In colorectal cancer liver metastases, chromosomal instability (CIN) serves as a critical hallmark linked to tumor aggressiveness and poor prognosis. This study integrated single-cell RNA sequencing, weighted gene co-expression network analysis, and non-negative matrix factorization to construct a comprehensive CIN index, revealing that CIN-high tumor cells exhibit more aggressive phenotypes and reside in an immune-excluded tumor microenvironment. Cancer-associated fibroblasts (CAFs) showed enhanced communication with CIN-high tumor cells, and a key CAF-derived gene, CCDC3, was experimentally validated to promote metastasis, proliferation, and CIN in vitro and in vivo. The bio-knowledge graph analysis based on artificial intelligence further revealed the core regulation of CCDC3 in chromosomal instability and liver metastasis of colorectal cancer. Mechanistically, CCDC3 physically interacts with CXCR3 on CRC cells, activating STAT3 phosphorylation and subsequent CDT1 transcription, forming a CCDC3/CXCR3/STAT3/CDT1 signaling axis.
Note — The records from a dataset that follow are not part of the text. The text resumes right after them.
use mem_dbg::{MemDbg, MemSize};

use crate::channel::{BitDecoder, BitEncoder};
use crate::{Prob, Result, K};

/// The adaptation speed of an [`AdaptiveBitModel`].
///
/// The `n`-th observation moves the estimate by `1 / (min(n, limit) + delta)` of its distance
/// from the observed outcome: a larger `delta` makes the first observations count less, a larger
/// `limit` makes the estimate slower to change once many observations have been seen.
#[derive(Clone, Copy, Debug, PartialEq, Eq, MemDbg, MemSize)]
pub struct Adaptation {
    limit: u16,
    delta: u16,
}

impl Adaptation {
    /// A model that trusts its prior and changes slowly.
    pub const SLOW: Self = Self::new(48, 21);

    /// A model that adapts quickly but settles with a long memory.
    pub const MEDIUM: Self = Self::new(32, 4);

    /// A model that adapts quickly and keeps a short memory.
    pub const FAST: Self = Self::new(16, 4);

    /// # Panics
    /// If `limit` or `delta` is zero. Every update then divides by at least two, so the estimate
    /// never reaches a certainty.
    pub const fn new(limit: u16, delta: u16) -> Self {
        assert!(limit > 0, "limit must be positive");
        assert!(delta > 0, "delta must be positive");
        Self { limit, delta }
    }

    pub const fn limit(&self) -> u16 {
        self.limit
    }

    pub const fn delta(&self) -> u16 {
        self.delta
    }
}

/// An adaptive estimate of the probability that a binary decision is zero.
///
/// The estimate is kept in `[1, K)` and scaled by [`K`], so that it can be handed to a channel
/// as is.
#[derive(Clone, Copy, Debug, PartialEq, Eq, MemDbg, MemSize)]
pub struct AdaptiveBitModel {
    /// The probability of a zero, scaled by `K`.
    value: u16,
    /// How many observations have been seen, saturated at `limit`.
    count: u16,
    limit: u16,
    delta: u16,
}

impl Default for AdaptiveBitModel {
    fn default() -> Self {
        Self::new(Adaptation::MEDIUM)
    }
}

impl AdaptiveBitModel {
    /// Creates a model with no prior, i.e., both outcomes equally likely.
    pub fn new(adaptation: Adaptation) -> Self {
        Self::with_prior((K / 2) as Prob, adaptation)
    }

    /// Creates a model whose initial probability of a zero is `p0 / K`.
    ///
    /// # Panics
    /// If `p0` is zero.
    pub fn with_prior(p0: Prob, adaptation: Adaptation) -> Self {
        assert!(p0 != 0, "The prior probability must be positive");
        Self {
            value: p0,
            count: 0,
            limit: adaptation.limit,
            delta: adaptation.delta,
        }
    }

    /// Returns the current probability of a zero, scaled by `K`.
    #[inline(always)]
    pub fn p0(&self) -> Prob {
        self.value
    }

    /// Updates the estimate with an observed outcome.
    #[inline]
    pub fn update(&mut self, bit: bool) {
        if self.count < self.limit {
            self.count += 1;
        }
        let target = if bit { 0 } else { K as i32 };
        let value = self.value as i32;
        let rate = self.count as i32 + self.delta as i32;
        self.value = (value + (target - value) / rate) as u16;
    }

    /// Encodes `bit` with the current estimate, then updates it.
    #[inline]
    pub fn write(&mut self, channel: &mut impl BitEncoder, bit: bool) {
        channel.encode_bit(bit, self.value);
        self.update(bit);
    }

    /// Decodes a bit with the current estimate, then updates it.
    #[inline]
    pub fn read(&mut self, channel: &mut impl BitDecoder) -> Result<bool> {
        let bit = channel.decode_bit(self.value)?;
        self.update(bit);
        Ok(bit)
    }
}
use criterion::{black_box, criterion_group, Criterion, Throughput};
use pprof::criterion::{Output, PProfProfiler};
use rand::prelude::SmallRng;
use rand::SeedableRng;
use voxel_entropy::channel::Backend;
use voxel_entropy::codec::{ContextShape, ModelConfig};
use voxel_entropy::region::{decode_region, encode_region};
use voxel_entropy::utils::synthetic_terrain;

use crate::benchmarks::{DIMS, PALETTE_SIZE};

fn region_benchmark(c: &mut Criterion) {
    let grid = synthetic_terrain(DIMS, PALETTE_SIZE, &mut SmallRng::seed_from_u64(0));

    let mut group = c.benchmark_group("region");
    group.measurement_time(std::time::Duration::from_secs(10));
    group.throughput(Throughput::Elements(DIMS.volume() as u64));
    group.sample_size(10);

    for backend in [Backend::Range, Backend::Uabs] {
        let stream =
            encode_region(&grid, PALETTE_SIZE, ContextShape::default(), ModelConfig::default(), backend).unwrap();

        group.bench_function(format!("encoding ({})", backend), |b| {
            b.iter(|| {
                encode_region(
                    black_box(&grid),
                    PALETTE_SIZE,
                    ContextShape::default(),
                    ModelConfig::default(),
                    backend,
                )
                .unwrap()
            })
        });
        group.bench_function(format!("decoding ({})", backend), |b| {
            b.iter(|| decode_region(black_box(&stream), DIMS, PALETTE_SIZE, ModelConfig::default(), backend).unwrap())
        });
    }
    group.finish();
}

criterion_group! {
    name = grid_codec_benches;
    config = Criterion::default().with_profiler(PProfProfiler::new(100, Output::Flamegraph(None)));
    targets = region_benchmark
}
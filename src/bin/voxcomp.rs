use std::fs;
use std::path::PathBuf;

use anyhow::{ensure, Context, Result};
use clap::Parser;
use log::info;
use voxel_entropy::cli::{CodecArgs, DimensionArgs};
use voxel_entropy::codec::ModelConfig;
use voxel_entropy::grid::{BlockGrid, Dimensions};
use voxel_entropy::region::RegionPrelude;

#[derive(Parser, Debug)]
#[command(about = "Compresses a raw region of block states", long_about = None)]
struct Args {
    /// The raw region: little-endian u32 block states, layer by layer, x varying fastest.
    input: PathBuf,

    /// The file to store the compressed region to.
    output: PathBuf,

    #[clap(flatten)]
    dims: DimensionArgs,

    #[clap(flatten)]
    codec: CodecArgs,
}

pub fn main() -> Result<()> {
    stderrlog::new()
        .verbosity(2)
        .timestamp(stderrlog::Timestamp::Second)
        .init()?;

    let args = Args::parse();
    let dims = Dimensions::from(args.dims);
    let shape = args.codec.shape()?;

    info!("Loading {}...", args.input.display());
    let bytes = fs::read(&args.input).with_context(|| format!("Could not read {}", args.input.display()))?;
    ensure!(bytes.len() % 4 == 0, "The size of {} is not a multiple of 4", args.input.display());
    let states = bytes
        .chunks_exact(4)
        .map(|word| u32::from_le_bytes([word[0], word[1], word[2], word[3]]))
        .collect::<Vec<_>>();

    let (grid, palette) = BlockGrid::from_states(dims, &states)?;
    let prelude = RegionPrelude::compress(&grid, &palette, shape, ModelConfig::default(), args.codec.backend)?;
    prelude.store_to(&args.output)?;

    info!(
        "Stored {} bytes of states as {} bytes of stream",
        bytes.len(),
        prelude.stream.len()
    );
    Ok(())
}
//! Error types of the voxel codec.

use thiserror::Error;

/// Recoverable failures of an encode or decode pass.
///
/// Precondition violations (a probability outside `[0, K)`, a zero probability for an event
/// that occurs, an index outside the palette) are programmer errors and panic instead.
#[derive(Debug, Error, PartialEq, Eq)]
pub enum CodecError {
    /// The header declares a format version this crate does not understand.
    #[error("unsupported header version {0}")]
    UnsupportedVersion(u8),

    /// The number of context bits is outside `1..=16`.
    #[error("invalid context bits {0}: must lie in 1..=16")]
    InvalidContextBits(u8),

    /// More causal neighbors than a context key can hold.
    #[error("too many neighbors: {0} (at most {max})", max = crate::codec::MAX_NEIGHBORS)]
    TooManyNeighbors(usize),

    /// A neighbor offset that references a voxel not yet coded in traversal order.
    #[error("neighbor offset ({0}, {1}, {2}) is not causal")]
    NonCausalNeighbor(i8, i8, i8),

    /// The palette does not fit the 16-bit precision of the integer coder.
    #[error("invalid palette size {0}: must lie in 1..=65536")]
    InvalidPaletteSize(usize),

    /// The stream ended before the decoder could renormalize.
    #[error("truncated stream: needed {needed} more bytes at offset {offset}")]
    TruncatedStream { offset: usize, needed: usize },

    /// The decoder finished the region without consuming the whole stream.
    #[error("corrupt stream: region decoded after {consumed} of {len} bytes")]
    UnconsumedStream { consumed: usize, len: usize },
}

/// A specialized Result type for codec operations.
pub type Result<T> = std::result::Result<T, CodecError>;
Disruption of this axis-either by genetic knockdown or pharmacological inhibition-significantly suppressed metastatic traits, tumor growth, and liver colonization in mouse models. Clinically, high CCDC3 expression correlated with elevated CIN signatures and worse patient survival. These findings uncover a novel CAF-driven signaling pathway that promotes CIN and metastatic progression in CRC, highlighting its potential as a therapeutic target for aggressive, CIN-high colorectal cancer.